### Exercise inputs:
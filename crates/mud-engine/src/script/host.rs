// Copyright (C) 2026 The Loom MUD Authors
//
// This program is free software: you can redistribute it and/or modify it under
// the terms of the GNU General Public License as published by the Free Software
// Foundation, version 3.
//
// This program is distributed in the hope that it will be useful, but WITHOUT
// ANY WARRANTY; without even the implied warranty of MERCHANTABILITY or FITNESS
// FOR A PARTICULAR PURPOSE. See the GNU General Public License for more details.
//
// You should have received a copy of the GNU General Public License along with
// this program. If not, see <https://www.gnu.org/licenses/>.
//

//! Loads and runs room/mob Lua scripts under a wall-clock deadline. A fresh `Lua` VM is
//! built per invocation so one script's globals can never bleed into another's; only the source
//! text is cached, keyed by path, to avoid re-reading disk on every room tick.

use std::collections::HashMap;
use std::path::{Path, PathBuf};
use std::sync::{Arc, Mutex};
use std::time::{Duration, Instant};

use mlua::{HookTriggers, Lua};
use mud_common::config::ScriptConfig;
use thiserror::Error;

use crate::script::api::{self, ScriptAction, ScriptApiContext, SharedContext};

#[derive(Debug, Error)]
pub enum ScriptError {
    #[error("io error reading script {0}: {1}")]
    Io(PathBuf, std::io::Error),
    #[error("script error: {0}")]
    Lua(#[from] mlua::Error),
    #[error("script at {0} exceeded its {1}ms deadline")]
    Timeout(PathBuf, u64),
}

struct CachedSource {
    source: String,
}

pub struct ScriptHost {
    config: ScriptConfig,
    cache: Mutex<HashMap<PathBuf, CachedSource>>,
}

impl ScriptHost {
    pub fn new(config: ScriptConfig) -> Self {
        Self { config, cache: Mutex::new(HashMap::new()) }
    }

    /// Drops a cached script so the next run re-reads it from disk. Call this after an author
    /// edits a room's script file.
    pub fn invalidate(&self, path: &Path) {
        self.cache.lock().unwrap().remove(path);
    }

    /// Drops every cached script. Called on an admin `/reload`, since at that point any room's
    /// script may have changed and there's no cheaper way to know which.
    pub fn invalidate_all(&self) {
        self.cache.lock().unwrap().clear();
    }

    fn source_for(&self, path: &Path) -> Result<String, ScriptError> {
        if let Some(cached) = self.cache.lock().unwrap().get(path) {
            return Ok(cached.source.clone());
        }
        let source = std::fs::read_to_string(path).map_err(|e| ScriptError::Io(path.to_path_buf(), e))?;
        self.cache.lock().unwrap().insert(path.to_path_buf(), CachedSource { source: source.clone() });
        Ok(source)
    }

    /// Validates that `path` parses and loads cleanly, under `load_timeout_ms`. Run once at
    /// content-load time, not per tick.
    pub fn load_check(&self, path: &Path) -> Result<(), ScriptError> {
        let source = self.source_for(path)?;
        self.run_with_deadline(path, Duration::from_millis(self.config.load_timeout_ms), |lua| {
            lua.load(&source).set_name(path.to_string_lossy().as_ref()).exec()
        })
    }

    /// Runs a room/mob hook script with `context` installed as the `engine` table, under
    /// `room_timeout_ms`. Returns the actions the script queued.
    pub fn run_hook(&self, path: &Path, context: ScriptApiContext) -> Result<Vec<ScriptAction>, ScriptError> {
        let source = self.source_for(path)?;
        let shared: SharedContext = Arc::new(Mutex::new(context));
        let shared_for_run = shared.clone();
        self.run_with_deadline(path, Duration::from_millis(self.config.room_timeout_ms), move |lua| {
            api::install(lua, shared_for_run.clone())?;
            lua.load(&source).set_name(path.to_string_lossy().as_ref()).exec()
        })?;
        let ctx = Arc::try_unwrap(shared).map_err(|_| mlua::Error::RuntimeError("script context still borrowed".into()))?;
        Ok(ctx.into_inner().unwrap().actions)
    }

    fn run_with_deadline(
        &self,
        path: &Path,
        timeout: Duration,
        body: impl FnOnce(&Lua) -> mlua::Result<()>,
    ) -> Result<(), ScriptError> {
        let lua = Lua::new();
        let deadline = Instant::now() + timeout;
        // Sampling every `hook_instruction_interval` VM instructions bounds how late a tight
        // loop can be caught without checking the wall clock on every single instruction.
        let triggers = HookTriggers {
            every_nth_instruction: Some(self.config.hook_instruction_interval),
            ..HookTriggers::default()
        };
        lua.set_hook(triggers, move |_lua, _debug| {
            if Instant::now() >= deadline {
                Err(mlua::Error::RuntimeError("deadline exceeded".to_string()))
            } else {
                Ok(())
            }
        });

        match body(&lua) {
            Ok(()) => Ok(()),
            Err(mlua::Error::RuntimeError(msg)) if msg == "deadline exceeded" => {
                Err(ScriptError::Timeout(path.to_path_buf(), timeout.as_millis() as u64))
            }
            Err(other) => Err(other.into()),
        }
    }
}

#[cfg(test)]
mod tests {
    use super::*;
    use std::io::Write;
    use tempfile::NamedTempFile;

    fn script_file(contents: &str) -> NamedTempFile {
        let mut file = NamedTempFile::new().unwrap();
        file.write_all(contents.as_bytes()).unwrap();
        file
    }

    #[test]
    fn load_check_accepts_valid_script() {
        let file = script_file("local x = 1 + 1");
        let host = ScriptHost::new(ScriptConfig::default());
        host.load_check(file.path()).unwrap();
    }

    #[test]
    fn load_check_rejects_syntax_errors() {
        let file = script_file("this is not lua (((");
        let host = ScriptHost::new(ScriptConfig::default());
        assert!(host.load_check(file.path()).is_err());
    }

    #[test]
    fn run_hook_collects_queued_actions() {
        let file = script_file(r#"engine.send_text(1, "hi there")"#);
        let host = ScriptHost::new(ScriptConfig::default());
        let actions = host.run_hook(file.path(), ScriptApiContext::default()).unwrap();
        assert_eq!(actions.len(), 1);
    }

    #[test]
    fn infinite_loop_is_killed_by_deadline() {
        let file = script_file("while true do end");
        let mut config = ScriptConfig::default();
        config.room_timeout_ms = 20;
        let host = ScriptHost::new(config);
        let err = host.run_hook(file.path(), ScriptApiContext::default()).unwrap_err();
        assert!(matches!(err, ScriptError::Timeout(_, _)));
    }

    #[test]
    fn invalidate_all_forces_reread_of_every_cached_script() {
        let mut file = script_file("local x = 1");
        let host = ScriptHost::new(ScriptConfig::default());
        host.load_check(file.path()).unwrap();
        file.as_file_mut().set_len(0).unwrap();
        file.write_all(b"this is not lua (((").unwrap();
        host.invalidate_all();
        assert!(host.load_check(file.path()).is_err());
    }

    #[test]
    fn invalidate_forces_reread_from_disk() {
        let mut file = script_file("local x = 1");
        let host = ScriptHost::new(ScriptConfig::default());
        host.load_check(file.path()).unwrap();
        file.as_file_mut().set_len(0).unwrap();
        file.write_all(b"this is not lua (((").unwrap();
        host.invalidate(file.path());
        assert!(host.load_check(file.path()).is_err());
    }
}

--

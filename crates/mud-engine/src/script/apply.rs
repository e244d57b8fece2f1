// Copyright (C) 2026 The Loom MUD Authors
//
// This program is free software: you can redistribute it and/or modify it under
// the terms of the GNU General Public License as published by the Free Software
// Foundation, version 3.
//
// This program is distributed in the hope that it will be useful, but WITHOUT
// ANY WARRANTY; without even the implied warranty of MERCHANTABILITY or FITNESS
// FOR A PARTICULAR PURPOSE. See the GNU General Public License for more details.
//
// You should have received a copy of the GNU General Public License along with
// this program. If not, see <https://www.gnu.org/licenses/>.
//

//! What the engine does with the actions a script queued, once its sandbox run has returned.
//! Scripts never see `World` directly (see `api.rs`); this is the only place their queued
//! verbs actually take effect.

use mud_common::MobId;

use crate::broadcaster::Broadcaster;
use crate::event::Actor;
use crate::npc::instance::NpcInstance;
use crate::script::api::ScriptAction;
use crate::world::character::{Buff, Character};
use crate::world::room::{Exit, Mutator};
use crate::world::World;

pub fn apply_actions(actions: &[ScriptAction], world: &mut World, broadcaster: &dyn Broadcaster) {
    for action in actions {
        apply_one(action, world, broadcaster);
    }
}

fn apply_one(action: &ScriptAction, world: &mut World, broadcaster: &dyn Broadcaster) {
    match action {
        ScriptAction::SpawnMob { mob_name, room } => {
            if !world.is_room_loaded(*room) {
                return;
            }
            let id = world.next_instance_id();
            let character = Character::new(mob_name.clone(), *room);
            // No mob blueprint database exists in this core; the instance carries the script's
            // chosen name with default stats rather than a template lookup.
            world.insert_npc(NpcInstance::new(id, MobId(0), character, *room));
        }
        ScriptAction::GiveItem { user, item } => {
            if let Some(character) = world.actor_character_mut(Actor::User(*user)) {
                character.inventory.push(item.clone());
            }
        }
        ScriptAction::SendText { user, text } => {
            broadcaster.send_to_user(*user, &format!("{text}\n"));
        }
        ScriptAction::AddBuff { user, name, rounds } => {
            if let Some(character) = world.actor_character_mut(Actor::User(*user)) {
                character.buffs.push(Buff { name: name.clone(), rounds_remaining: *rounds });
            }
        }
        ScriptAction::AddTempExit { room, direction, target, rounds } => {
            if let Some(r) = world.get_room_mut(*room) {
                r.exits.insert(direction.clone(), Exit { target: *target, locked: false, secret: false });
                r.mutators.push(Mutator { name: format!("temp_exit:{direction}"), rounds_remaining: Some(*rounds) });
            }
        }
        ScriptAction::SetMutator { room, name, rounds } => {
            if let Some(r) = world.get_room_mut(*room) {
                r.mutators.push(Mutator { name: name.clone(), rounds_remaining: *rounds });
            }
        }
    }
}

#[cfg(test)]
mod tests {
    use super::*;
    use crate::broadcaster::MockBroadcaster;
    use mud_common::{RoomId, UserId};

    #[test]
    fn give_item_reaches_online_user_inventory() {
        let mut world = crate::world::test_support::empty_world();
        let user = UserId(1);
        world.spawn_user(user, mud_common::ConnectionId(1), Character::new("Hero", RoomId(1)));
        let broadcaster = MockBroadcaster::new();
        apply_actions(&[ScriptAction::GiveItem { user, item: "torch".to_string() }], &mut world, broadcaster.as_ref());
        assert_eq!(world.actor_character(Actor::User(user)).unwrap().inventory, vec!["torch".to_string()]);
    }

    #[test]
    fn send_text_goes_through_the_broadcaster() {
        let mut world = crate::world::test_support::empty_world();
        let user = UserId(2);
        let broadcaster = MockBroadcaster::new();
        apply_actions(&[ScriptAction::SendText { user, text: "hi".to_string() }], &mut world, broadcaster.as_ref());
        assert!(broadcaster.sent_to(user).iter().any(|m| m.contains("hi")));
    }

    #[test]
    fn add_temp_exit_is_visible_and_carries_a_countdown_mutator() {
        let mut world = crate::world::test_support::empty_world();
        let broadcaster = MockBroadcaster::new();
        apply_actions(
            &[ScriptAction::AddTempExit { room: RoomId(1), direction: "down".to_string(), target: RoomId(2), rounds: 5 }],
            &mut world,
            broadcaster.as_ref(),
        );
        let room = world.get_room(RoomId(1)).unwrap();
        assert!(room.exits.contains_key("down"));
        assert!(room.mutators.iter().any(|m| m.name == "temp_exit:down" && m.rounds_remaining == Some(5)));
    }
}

--

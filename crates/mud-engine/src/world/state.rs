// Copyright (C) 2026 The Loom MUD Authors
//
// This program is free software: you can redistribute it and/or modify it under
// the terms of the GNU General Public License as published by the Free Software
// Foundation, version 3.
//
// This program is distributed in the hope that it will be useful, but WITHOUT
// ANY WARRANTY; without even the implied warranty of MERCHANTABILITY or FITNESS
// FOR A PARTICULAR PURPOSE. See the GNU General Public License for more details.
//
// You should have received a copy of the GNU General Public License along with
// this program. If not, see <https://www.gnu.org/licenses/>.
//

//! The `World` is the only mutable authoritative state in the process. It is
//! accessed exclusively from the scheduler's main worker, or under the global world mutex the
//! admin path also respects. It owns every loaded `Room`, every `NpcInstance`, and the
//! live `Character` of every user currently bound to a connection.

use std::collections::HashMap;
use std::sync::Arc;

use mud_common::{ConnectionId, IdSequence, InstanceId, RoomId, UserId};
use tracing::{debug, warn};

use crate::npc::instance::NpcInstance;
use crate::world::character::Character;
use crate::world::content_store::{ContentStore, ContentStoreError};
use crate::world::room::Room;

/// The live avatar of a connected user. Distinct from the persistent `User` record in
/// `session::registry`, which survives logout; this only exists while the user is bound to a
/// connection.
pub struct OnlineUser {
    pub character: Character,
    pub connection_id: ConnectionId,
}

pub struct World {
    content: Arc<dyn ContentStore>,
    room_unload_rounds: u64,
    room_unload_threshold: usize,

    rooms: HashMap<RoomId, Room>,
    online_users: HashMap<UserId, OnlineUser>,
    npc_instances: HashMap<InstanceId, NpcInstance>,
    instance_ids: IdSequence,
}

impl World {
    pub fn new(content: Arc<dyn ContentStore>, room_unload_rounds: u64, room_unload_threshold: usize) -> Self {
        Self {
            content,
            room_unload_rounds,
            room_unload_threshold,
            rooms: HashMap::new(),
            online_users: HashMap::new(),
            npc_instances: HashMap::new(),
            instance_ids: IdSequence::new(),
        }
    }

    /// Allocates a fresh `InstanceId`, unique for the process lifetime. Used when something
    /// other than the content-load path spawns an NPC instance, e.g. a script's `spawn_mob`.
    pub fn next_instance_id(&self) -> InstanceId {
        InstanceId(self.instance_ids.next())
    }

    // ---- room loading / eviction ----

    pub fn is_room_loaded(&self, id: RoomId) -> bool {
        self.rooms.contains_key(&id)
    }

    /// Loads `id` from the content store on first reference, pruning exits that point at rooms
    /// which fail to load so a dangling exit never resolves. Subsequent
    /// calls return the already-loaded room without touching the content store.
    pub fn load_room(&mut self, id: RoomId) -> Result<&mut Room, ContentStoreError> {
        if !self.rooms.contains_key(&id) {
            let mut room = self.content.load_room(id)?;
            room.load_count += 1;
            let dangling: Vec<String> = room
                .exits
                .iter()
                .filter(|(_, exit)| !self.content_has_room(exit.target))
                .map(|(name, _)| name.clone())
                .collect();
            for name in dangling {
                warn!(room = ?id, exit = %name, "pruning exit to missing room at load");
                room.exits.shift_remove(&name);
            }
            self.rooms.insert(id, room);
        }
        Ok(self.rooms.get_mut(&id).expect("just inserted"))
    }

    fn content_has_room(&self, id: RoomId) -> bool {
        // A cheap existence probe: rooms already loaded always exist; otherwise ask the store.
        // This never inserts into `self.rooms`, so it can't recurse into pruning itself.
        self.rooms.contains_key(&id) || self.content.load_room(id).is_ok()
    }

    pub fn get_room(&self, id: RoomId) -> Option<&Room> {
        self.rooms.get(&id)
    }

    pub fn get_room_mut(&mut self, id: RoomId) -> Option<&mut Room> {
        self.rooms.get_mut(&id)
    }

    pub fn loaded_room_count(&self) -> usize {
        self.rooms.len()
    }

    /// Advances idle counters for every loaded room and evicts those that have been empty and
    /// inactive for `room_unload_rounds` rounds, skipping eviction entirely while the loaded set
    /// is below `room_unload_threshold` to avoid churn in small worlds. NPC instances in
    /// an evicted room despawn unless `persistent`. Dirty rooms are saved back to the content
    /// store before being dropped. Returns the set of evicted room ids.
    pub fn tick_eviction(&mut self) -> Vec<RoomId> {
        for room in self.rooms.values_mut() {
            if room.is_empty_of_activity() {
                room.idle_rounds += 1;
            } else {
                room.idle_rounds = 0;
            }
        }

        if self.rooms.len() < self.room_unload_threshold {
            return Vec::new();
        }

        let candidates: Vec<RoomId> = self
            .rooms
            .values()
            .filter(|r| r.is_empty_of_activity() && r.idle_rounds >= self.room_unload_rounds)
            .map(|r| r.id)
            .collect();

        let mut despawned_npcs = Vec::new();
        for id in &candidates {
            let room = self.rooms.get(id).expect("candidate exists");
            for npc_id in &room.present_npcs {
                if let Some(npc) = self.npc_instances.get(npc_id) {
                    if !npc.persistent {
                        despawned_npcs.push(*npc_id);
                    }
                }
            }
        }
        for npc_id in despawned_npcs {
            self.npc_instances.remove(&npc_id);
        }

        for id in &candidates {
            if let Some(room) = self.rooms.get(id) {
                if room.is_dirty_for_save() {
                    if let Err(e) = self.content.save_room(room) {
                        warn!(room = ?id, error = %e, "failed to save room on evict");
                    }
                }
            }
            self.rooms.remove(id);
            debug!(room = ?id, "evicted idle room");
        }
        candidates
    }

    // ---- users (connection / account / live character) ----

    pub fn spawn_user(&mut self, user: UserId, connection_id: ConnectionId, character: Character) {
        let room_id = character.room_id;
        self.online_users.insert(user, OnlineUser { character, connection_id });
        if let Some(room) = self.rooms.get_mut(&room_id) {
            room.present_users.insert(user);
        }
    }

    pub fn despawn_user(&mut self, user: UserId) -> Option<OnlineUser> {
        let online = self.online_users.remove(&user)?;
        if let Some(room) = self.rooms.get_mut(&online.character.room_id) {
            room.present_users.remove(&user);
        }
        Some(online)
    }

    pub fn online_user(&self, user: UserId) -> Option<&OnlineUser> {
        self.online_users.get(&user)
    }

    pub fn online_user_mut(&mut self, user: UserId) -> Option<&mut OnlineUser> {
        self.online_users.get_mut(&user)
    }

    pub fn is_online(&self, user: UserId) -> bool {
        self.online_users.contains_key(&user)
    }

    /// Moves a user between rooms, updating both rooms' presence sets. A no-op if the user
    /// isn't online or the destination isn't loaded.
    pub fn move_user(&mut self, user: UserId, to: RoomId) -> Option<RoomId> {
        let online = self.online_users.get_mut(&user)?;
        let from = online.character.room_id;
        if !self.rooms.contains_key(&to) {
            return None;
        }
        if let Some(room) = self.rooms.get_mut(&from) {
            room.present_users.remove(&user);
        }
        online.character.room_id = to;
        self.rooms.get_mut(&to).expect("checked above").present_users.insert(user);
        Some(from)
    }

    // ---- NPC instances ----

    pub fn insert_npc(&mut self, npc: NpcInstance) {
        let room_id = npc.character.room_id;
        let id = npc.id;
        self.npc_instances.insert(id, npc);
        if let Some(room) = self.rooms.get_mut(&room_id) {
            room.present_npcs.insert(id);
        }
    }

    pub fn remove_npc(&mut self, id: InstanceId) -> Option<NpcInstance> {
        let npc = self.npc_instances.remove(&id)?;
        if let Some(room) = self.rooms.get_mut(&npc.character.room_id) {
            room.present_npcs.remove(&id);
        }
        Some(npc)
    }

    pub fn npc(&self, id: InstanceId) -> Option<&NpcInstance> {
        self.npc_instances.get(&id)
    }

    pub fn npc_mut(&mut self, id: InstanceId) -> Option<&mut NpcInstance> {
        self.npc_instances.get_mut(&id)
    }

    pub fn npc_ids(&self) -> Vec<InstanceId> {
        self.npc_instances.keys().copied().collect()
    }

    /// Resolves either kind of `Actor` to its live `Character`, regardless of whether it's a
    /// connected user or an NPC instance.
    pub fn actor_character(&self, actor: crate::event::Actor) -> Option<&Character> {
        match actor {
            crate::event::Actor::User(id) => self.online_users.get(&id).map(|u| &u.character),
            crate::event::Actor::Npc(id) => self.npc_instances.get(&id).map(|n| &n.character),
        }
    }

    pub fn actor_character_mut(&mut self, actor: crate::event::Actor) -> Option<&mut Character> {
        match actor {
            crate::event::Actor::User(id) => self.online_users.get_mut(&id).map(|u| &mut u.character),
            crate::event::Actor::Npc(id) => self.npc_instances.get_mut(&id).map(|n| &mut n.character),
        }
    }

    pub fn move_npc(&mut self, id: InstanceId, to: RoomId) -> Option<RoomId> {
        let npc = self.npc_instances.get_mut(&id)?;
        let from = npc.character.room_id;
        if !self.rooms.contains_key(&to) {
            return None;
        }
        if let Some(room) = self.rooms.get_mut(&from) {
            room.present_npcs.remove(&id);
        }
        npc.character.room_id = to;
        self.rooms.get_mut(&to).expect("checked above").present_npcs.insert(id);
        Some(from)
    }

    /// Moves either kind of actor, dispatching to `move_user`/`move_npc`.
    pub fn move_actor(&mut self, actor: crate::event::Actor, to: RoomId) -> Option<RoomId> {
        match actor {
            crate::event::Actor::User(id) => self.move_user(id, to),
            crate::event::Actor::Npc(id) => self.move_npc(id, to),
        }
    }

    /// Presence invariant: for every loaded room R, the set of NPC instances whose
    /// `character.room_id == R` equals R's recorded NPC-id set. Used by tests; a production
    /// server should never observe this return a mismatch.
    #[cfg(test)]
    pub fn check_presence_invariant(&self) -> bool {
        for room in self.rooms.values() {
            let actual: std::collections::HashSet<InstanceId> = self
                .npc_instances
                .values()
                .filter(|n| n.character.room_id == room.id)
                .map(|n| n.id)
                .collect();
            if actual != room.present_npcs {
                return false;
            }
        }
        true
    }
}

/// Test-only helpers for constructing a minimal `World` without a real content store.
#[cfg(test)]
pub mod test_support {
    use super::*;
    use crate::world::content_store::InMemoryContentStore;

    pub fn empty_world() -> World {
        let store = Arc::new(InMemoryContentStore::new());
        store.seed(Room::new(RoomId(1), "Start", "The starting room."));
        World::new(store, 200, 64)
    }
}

### Your instructions:
Your answer should be the lines above that contain the word "there", copied out.

### Response to this task:
    /// script may have changed and there's no cheaper way to know which.
        let file = script_file(r#"engine.send_text(1, "hi there")"#);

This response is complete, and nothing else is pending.